O sistema, desenvolvido em parceria com a OnePercent, permite que profissionais e empresas se conectem e estabeleçam smart contracts (contratos digitais autoexecutáveis) e realizem transações instantâneas por meio de NFTs. É uma carreira profissional digitalizada.
Cristiane Mendes, CEO da Chiefs.Group, diz que já foram emitidas 50 carteiras digitais para executivos, de um total de 600 executivos que estão à espera de suas carteiras. O montante emitido em token já chega a R$ 11,3 milhões.
O custo de emissão dos NFTs é de 1% sobre o valor de talento emitido. Assim, se um executivo deseja emitir R$ 100 mil de seu talento para o mercado, investirá R$ 1 mil para a criação dos tokens e disponibilização em sua carteira.
“Temos convicção de que o futuro da área de recursos humanos será em blockchain por todo o seu potencial de transparência, garantia de reputação e possibilidade de pagamentos de forma mais ágil”, afirma Cristiane.
A fim de disseminar o potencial das NFTs e atrair público para conhecer a cena de artes digitais, um grupo de especialistas brasileiros realizou o primeiro evento internacional inteiramente dedicado ao universo dos tokens não fungíveis.

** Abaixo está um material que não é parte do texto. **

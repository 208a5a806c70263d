//! Forwarding of IDE connections from the target.
//!
//! An editor extension running against the codespace advertises itself with
//! a lock file under `~/.copilot/ide/` on the target. Each live one gets its
//! socket forwarded over the SSH master and a local lock file pointing at the
//! forwarded socket, so a locally running agent finds the IDE as if it were
//! local.

use std::{
    collections::HashMap,
    path::{Path, PathBuf},
    time::{SystemTime, UNIX_EPOCH},
};

use codespace_bridge_core::{RemoteShell, SocketForwarder};
use serde::{Deserialize, Serialize};
use sha2::{Digest, Sha256};

use crate::ForwardError;

/// Prefix of every lock file this bridge writes locally.
pub const FORWARDED_LOCK_PREFIX: &str = "codespace-bridge-";

const LOCK_BOUNDARY: &str = "===IDE_LOCK_BOUNDARY===";

/// Lists every remote lock file as `boundary, file name, content`.
const LIST_LOCKS_SCRIPT: &str = r#"d="$HOME/.copilot/ide"; [ -d "$d" ] || exit 0; for f in "$d"/*.lock; do [ -f "$f" ] || continue; echo "===IDE_LOCK_BOUNDARY==="; basename "$f"; cat "$f"; echo; done"#;

/// Lock file an IDE extension writes to announce itself.
#[derive(Debug, Clone, PartialEq, Eq, Serialize, Deserialize)]
#[serde(rename_all = "camelCase")]
pub struct IdeLockFile {
    pub socket_path: String,
    #[serde(default)]
    pub scheme: String,
    #[serde(default)]
    pub headers: HashMap<String, String>,
    #[serde(default)]
    pub pid: i64,
    pub ide_name: String,
    /// Unix epoch milliseconds.
    #[serde(default)]
    pub timestamp: i64,
    #[serde(default)]
    pub workspace_folders: Vec<String>,
    #[serde(default)]
    pub is_trusted: bool,
}

impl IdeLockFile {
    fn is_complete(&self) -> bool {
        !self.socket_path.is_empty() && !self.ide_name.is_empty() && !self.workspace_folders.is_empty()
    }

    /// Local copy pointing at the forwarded socket and owned by this process.
    #[must_use]
    pub fn localized(&self, socket: &Path, workdir: &str) -> Self {
        Self {
            socket_path: socket.to_string_lossy().into_owned(),
            pid: i64::from(std::process::id()),
            timestamp: now_millis(),
            workspace_folders: vec![workdir.to_string()],
            ..self.clone()
        }
    }
}

/// One forwarded IDE connection.
#[derive(Debug, Clone, PartialEq, Eq)]
pub struct IdeForward {
    pub ide_name: String,
    pub lock_path: PathBuf,
    pub socket_path: PathBuf,
}

/// `~/.copilot/ide` on this machine.
#[must_use]
pub fn default_lock_dir() -> Option<PathBuf> {
    dirs::home_dir().map(|home| home.join(".copilot").join("ide"))
}

/// Split the output of the remote listing into named lock files.
///
/// Entries that do not parse or miss the socket, name or workspace are
/// skipped.
#[must_use]
pub fn parse_lock_listing(stdout: &str) -> Vec<(String, IdeLockFile)> {
    stdout
        .split(LOCK_BOUNDARY)
        .filter_map(|part| {
            let (name, content) = part.trim().split_once('\n')?;
            match serde_json::from_str::<IdeLockFile>(content.trim()) {
                Ok(lock) if lock.is_complete() => Some((name.trim().to_string(), lock)),
                Ok(_) => None,
                Err(e) => {
                    tracing::debug!(name = name.trim(), error = %e, "Skipping unreadable IDE lock file");
                    None
                }
            }
        })
        .collect()
}

/// Lock files on the target whose IDE process is still running.
///
/// # Errors
/// Returns `RemoteCommand` if the listing fails.
pub async fn fetch_lock_files<S: RemoteShell + ?Sized>(shell: &S) -> Result<Vec<(String, IdeLockFile)>, ForwardError> {
    let output = shell.exec(LIST_LOCKS_SCRIPT).await?;
    if !output.success() {
        return Err(ForwardError::RemoteCommand {
            context: "list IDE lock files",
            exit_code: output.exit_code,
            stderr: output.failure_detail(),
        });
    }

    let mut live = Vec::new();
    for (name, lock) in parse_lock_listing(&output.stdout) {
        let check = shell
            .exec(&format!("kill -0 {} 2>/dev/null && echo alive", lock.pid))
            .await?;
        if check.stdout.contains("alive") {
            live.push((name, lock));
        } else {
            tracing::debug!(name, pid = lock.pid, "IDE process gone on target");
        }
    }
    Ok(live)
}

/// Forward every live IDE on the target and write local lock files for them.
///
/// Stale lock files left by earlier runs are removed first. A forward that
/// fails is logged and skipped.
///
/// # Errors
/// Returns an error if the lock directory cannot be created or the remote
/// listing fails.
pub async fn forward_ide_connections<S>(
    shell: &S,
    target: &str,
    workdir: &str,
    lock_dir: &Path,
    socket_dir: &Path,
) -> Result<Vec<IdeForward>, ForwardError>
where
    S: RemoteShell + SocketForwarder + ?Sized,
{
    tokio::fs::create_dir_all(lock_dir).await?;
    clean_stale_forwards(lock_dir).await;

    let mut forwards = Vec::new();
    for (name, remote) in fetch_lock_files(shell).await? {
        let hash = short_hash(&format!("{target}:{name}"));
        let socket_path = socket_dir.join(format!("codespace-bridge-ide-{hash}.sock"));
        if let Err(e) = shell.forward_socket(&socket_path, &remote.socket_path).await {
            tracing::warn!(ide = %remote.ide_name, error = %e, "IDE forward failed");
            continue;
        }

        let lock_path = lock_dir.join(format!("{FORWARDED_LOCK_PREFIX}{hash}.lock"));
        let local = remote.localized(&socket_path, workdir);
        let text = serde_json::to_string_pretty(&local)?;
        if let Err(e) = tokio::fs::write(&lock_path, text).await {
            tracing::warn!(path = %lock_path.display(), error = %e, "Cannot write IDE lock file");
            continue;
        }

        tracing::info!(ide = %remote.ide_name, socket = %socket_path.display(), "Forwarded IDE connection");
        forwards.push(IdeForward {
            ide_name: remote.ide_name,
            lock_path,
            socket_path,
        });
    }
    Ok(forwards)
}

/// Remove the lock files and sockets of `forwards`. Best effort.
pub async fn remove_forwards(forwards: &[IdeForward]) {
    for forward in forwards {
        remove_quietly(&forward.lock_path).await;
        remove_quietly(&forward.socket_path).await;
    }
}

/// Remove lock files written by earlier runs whose process has exited.
///
/// Returns how many were removed.
pub async fn clean_stale_forwards(lock_dir: &Path) -> usize {
    let Ok(mut entries) = tokio::fs::read_dir(lock_dir).await else {
        return 0;
    };

    let mut removed = 0;
    while let Ok(Some(entry)) = entries.next_entry().await {
        if !entry.file_name().to_string_lossy().starts_with(FORWARDED_LOCK_PREFIX) {
            continue;
        }
        let path = entry.path();
        let Ok(text) = tokio::fs::read_to_string(&path).await else {
            continue;
        };
        match serde_json::from_str::<IdeLockFile>(&text) {
            Ok(lock) if pid_alive(lock.pid) => continue,
            Ok(lock) => remove_quietly(Path::new(&lock.socket_path)).await,
            Err(_) => {}
        }
        remove_quietly(&path).await;
        tracing::debug!(path = %path.display(), "Removed stale IDE lock file");
        removed += 1;
    }
    removed
}

async fn remove_quietly(path: &Path) {
    match tokio::fs::remove_file(path).await {
        Ok(()) => {}
        Err(e) if e.kind() == std::io::ErrorKind::NotFound => {}
        Err(e) => tracing::debug!(path = %path.display(), error = %e, "Cannot remove file"),
    }
}

fn short_hash(text: &str) -> String {
    let digest = Sha256::digest(text.as_bytes());
    hex::encode(&digest[..8])
}

fn now_millis() -> i64 {
    SystemTime::now()
        .duration_since(UNIX_EPOCH)
        .map(|d| i64::try_from(d.as_millis()).unwrap_or(i64::MAX))
        .unwrap_or(0)
}

#[cfg(unix)]
fn pid_alive(pid: i64) -> bool {
    use nix::{errno::Errno, sys::signal::kill, unistd::Pid};

    let Ok(raw) = i32::try_from(pid) else {
        return false;
    };
    // EPERM still means the process exists.
    raw > 0 && !matches!(kill(Pid::from_raw(raw), None), Err(Errno::ESRCH))
}

#[cfg(not(unix))]
fn pid_alive(pid: i64) -> bool {
    pid > 0
}

#[cfg(test)]
mod tests {
    use std::sync::Mutex;

    use async_trait::async_trait;
    use codespace_bridge_core::{ExecOutput, TransportError};
    use serde_json::json;

    use super::*;

    /// Target with two advertised IDEs, one of them dead.
    struct FakeTarget {
        listing: String,
        alive: Vec<i64>,
        refuse: Option<String>,
        forwarded: Mutex<Vec<(PathBuf, String)>>,
    }

    impl FakeTarget {
        fn new(locks: &[(&str, serde_json::Value)], alive: &[i64]) -> Self {
            let listing = locks
                .iter()
                .map(|(name, content)| format!("{LOCK_BOUNDARY}\n{name}\n{content}\n"))
                .collect();
            Self {
                listing,
                alive: alive.to_vec(),
                refuse: None,
                forwarded: Mutex::new(Vec::new()),
            }
        }
    }

    #[async_trait]
    impl RemoteShell for FakeTarget {
        async fn exec_with_stdin(&self, command: &str, _stdin: Option<&[u8]>) -> Result<ExecOutput, TransportError> {
            if command == LIST_LOCKS_SCRIPT {
                return Ok(ExecOutput::new(self.listing.clone(), "", 0));
            }
            let pid: i64 = command
                .strip_prefix("kill -0 ")
                .and_then(|rest| rest.split_whitespace().next())
                .and_then(|p| p.parse().ok())
                .unwrap();
            Ok(if self.alive.contains(&pid) {
                ExecOutput::new("alive\n", "", 0)
            } else {
                ExecOutput::new("", "", 1)
            })
        }
    }

    #[async_trait]
    impl SocketForwarder for FakeTarget {
        async fn forward_socket(&self, local: &Path, remote: &str) -> Result<(), TransportError> {
            if self.refuse.as_deref() == Some(remote) {
                return Err(TransportError::Forward("administratively prohibited".to_string()));
            }
            self.forwarded.lock().unwrap().push((local.to_path_buf(), remote.to_string()));
            Ok(())
        }
    }

    fn lock(socket: &str, pid: i64) -> serde_json::Value {
        json!({
            "socketPath": socket,
            "scheme": "unix",
            "headers": {"Authorization": "Nonce abc"},
            "pid": pid,
            "ideName": "Visual Studio Code",
            "timestamp": 1,
            "workspaceFolders": ["/workspaces/app"],
            "isTrusted": true
        })
    }

    #[test]
    fn test_parse_lock_listing_skips_incomplete_entries() {
        let listing = format!(
            "{LOCK_BOUNDARY}\na.lock\n{}\n{LOCK_BOUNDARY}\nb.lock\nnot json\n{LOCK_BOUNDARY}\nc.lock\n{}\n",
            lock("/tmp/a.sock", 1),
            json!({"socketPath": "/tmp/c.sock", "ideName": "x", "workspaceFolders": []}),
        );
        let parsed = parse_lock_listing(&listing);
        assert_eq!(parsed.len(), 1);
        assert_eq!(parsed[0].0, "a.lock");
        assert_eq!(parsed[0].1.headers["Authorization"], "Nonce abc");
        assert!(parse_lock_listing("").is_empty());
    }

    #[tokio::test]
    async fn test_forwards_live_ides_only() {
        let dir = tempfile::tempdir().unwrap();
        let lock_dir = dir.path().join("ide");
        let target = FakeTarget::new(
            &[("live.lock", lock("/tmp/vscode-live.sock", 100)), ("dead.lock", lock("/tmp/vscode-dead.sock", 200))],
            &[100],
        );

        let forwards = tokio_test::assert_ok!(
            forward_ide_connections(&target, "my-cs", "/home/me/app", &lock_dir, dir.path()).await
        );
        assert_eq!(forwards.len(), 1);
        let forward = &forwards[0];
        assert!(forward.lock_path.file_name().unwrap().to_string_lossy().starts_with(FORWARDED_LOCK_PREFIX));

        let forwarded = target.forwarded.lock().unwrap().clone();
        assert_eq!(forwarded, [(forward.socket_path.clone(), "/tmp/vscode-live.sock".to_string())]);

        let written: IdeLockFile =
            serde_json::from_str(&std::fs::read_to_string(&forward.lock_path).unwrap()).unwrap();
        assert_eq!(written.socket_path, forward.socket_path.to_string_lossy());
        assert_eq!(written.pid, i64::from(std::process::id()));
        assert_eq!(written.workspace_folders, ["/home/me/app"]);
        assert_eq!(written.scheme, "unix");
        assert!(written.is_trusted);

        remove_forwards(&forwards).await;
        assert!(!forward.lock_path.exists());
    }

    #[tokio::test]
    async fn test_refused_forward_is_skipped() {
        let dir = tempfile::tempdir().unwrap();
        let mut target = FakeTarget::new(
            &[("a.lock", lock("/tmp/a.sock", 7)), ("b.lock", lock("/tmp/b.sock", 7))],
            &[7],
        );
        target.refuse = Some("/tmp/a.sock".to_string());

        let forwards = forward_ide_connections(&target, "my-cs", "/w", dir.path(), dir.path())
            .await
            .unwrap();
        assert_eq!(forwards.len(), 1);
        assert_eq!(target.forwarded.lock().unwrap()[0].1, "/tmp/b.sock");
    }

    #[tokio::test]
    async fn test_socket_names_are_stable_per_target() {
        let dir = tempfile::tempdir().unwrap();
        let target = FakeTarget::new(&[("a.lock", lock("/tmp/a.sock", 7))], &[7]);
        let first = forward_ide_connections(&target, "cs-one", "/w", dir.path(), dir.path())
            .await
            .unwrap();
        let again = forward_ide_connections(&target, "cs-one", "/w", dir.path(), dir.path())
            .await
            .unwrap();
        let other = forward_ide_connections(&target, "cs-two", "/w", dir.path(), dir.path())
            .await
            .unwrap();
        assert_eq!(first[0].socket_path, again[0].socket_path);
        assert_ne!(first[0].socket_path, other[0].socket_path);
    }

    #[tokio::test]
    async fn test_listing_failure_is_an_error() {
        struct Broken;

        #[async_trait]
        impl RemoteShell for Broken {
            async fn exec_with_stdin(&self, _command: &str, _stdin: Option<&[u8]>) -> Result<ExecOutput, TransportError> {
                Ok(ExecOutput::new("", "permission denied", 1))
            }
        }

        let err = tokio_test::assert_err!(fetch_lock_files(&Broken).await);
        assert!(matches!(err, ForwardError::RemoteCommand { .. }));
    }

    #[cfg(unix)]
    #[tokio::test]
    async fn test_clean_stale_forwards() {
        let dir = tempfile::tempdir().unwrap();
        let stale_socket = dir.path().join("stale.sock");
        std::fs::write(&stale_socket, "").unwrap();

        let write = |name: &str, content: String| std::fs::write(dir.path().join(name), content).unwrap();
        write(
            "codespace-bridge-live.lock",
            lock("/tmp/live.sock", i64::from(std::process::id())).to_string(),
        );
        write("codespace-bridge-stale.lock", lock(&stale_socket.to_string_lossy(), 0).to_string());
        write("codespace-bridge-garbage.lock", "{".to_string());
        write("vscode-own.lock", lock("/tmp/own.sock", 0).to_string());

        assert_eq!(clean_stale_forwards(dir.path()).await, 2);
        assert!(dir.path().join("codespace-bridge-live.lock").exists());
        assert!(dir.path().join("vscode-own.lock").exists());
        assert!(!dir.path().join("codespace-bridge-stale.lock").exists());
        assert!(!dir.path().join("codespace-bridge-garbage.lock").exists());
        assert!(!stale_socket.exists());
    }

    #[test]
    fn test_short_hash() {
        assert_eq!(short_hash("my-cs:a.lock").len(), 16);
        assert_ne!(short_hash("my-cs:a.lock"), short_hash("my-cs:b.lock"));
    }
}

Sediado no Parque Lage, o NFT.Rio atraiu 10 mil pessoas entre 30 de junho e 3 de julho, que puderam ver uma exposição gratuita com explicações sobre essa nova economia, além de trabalhos digitais de mais de cem artistas — do Bored Apes Yacht Club (coleção de NFTs da Ethereum) a Gilberto Gil.
Investimento pede cautela
A primeira edição do NFT.Rio também pôde ser visitada on-line de qualquer lugar do mundo através de uma réplica do Parque Lage no metaverso. Marcus Menezes, fundador da coleção de NFTs CryptoRastas e um dos organizadores do evento, já planeja a segunda edição, em 2023.
Apesar da expansão desse segmento no país, especialistas afirmam que é preciso estar atento a alguns riscos assumidos no investimento em NFTs por se tratar de um mercado ainda não regulado, o que pode favorecer o surgimento de bolhas ou fraudes por golpistas que se aproveitem do desconhecimento do cidadão.
“A pessoa que decide aplicar recursos em NFTs precisa se informar muito bem sobre o que exatamente está sendo comprado, quem está vendendo, se existe alguma possibilidade de saída do investimento, além de se certificar que realmente entendeu as características do ativo comprado”, explica João Manoel de Lima Junior, coordenador do Núcleo de Estudos Avançados de Regulação do Sistema Financeiro Nacional (NEASF) da FGV Direito Rio.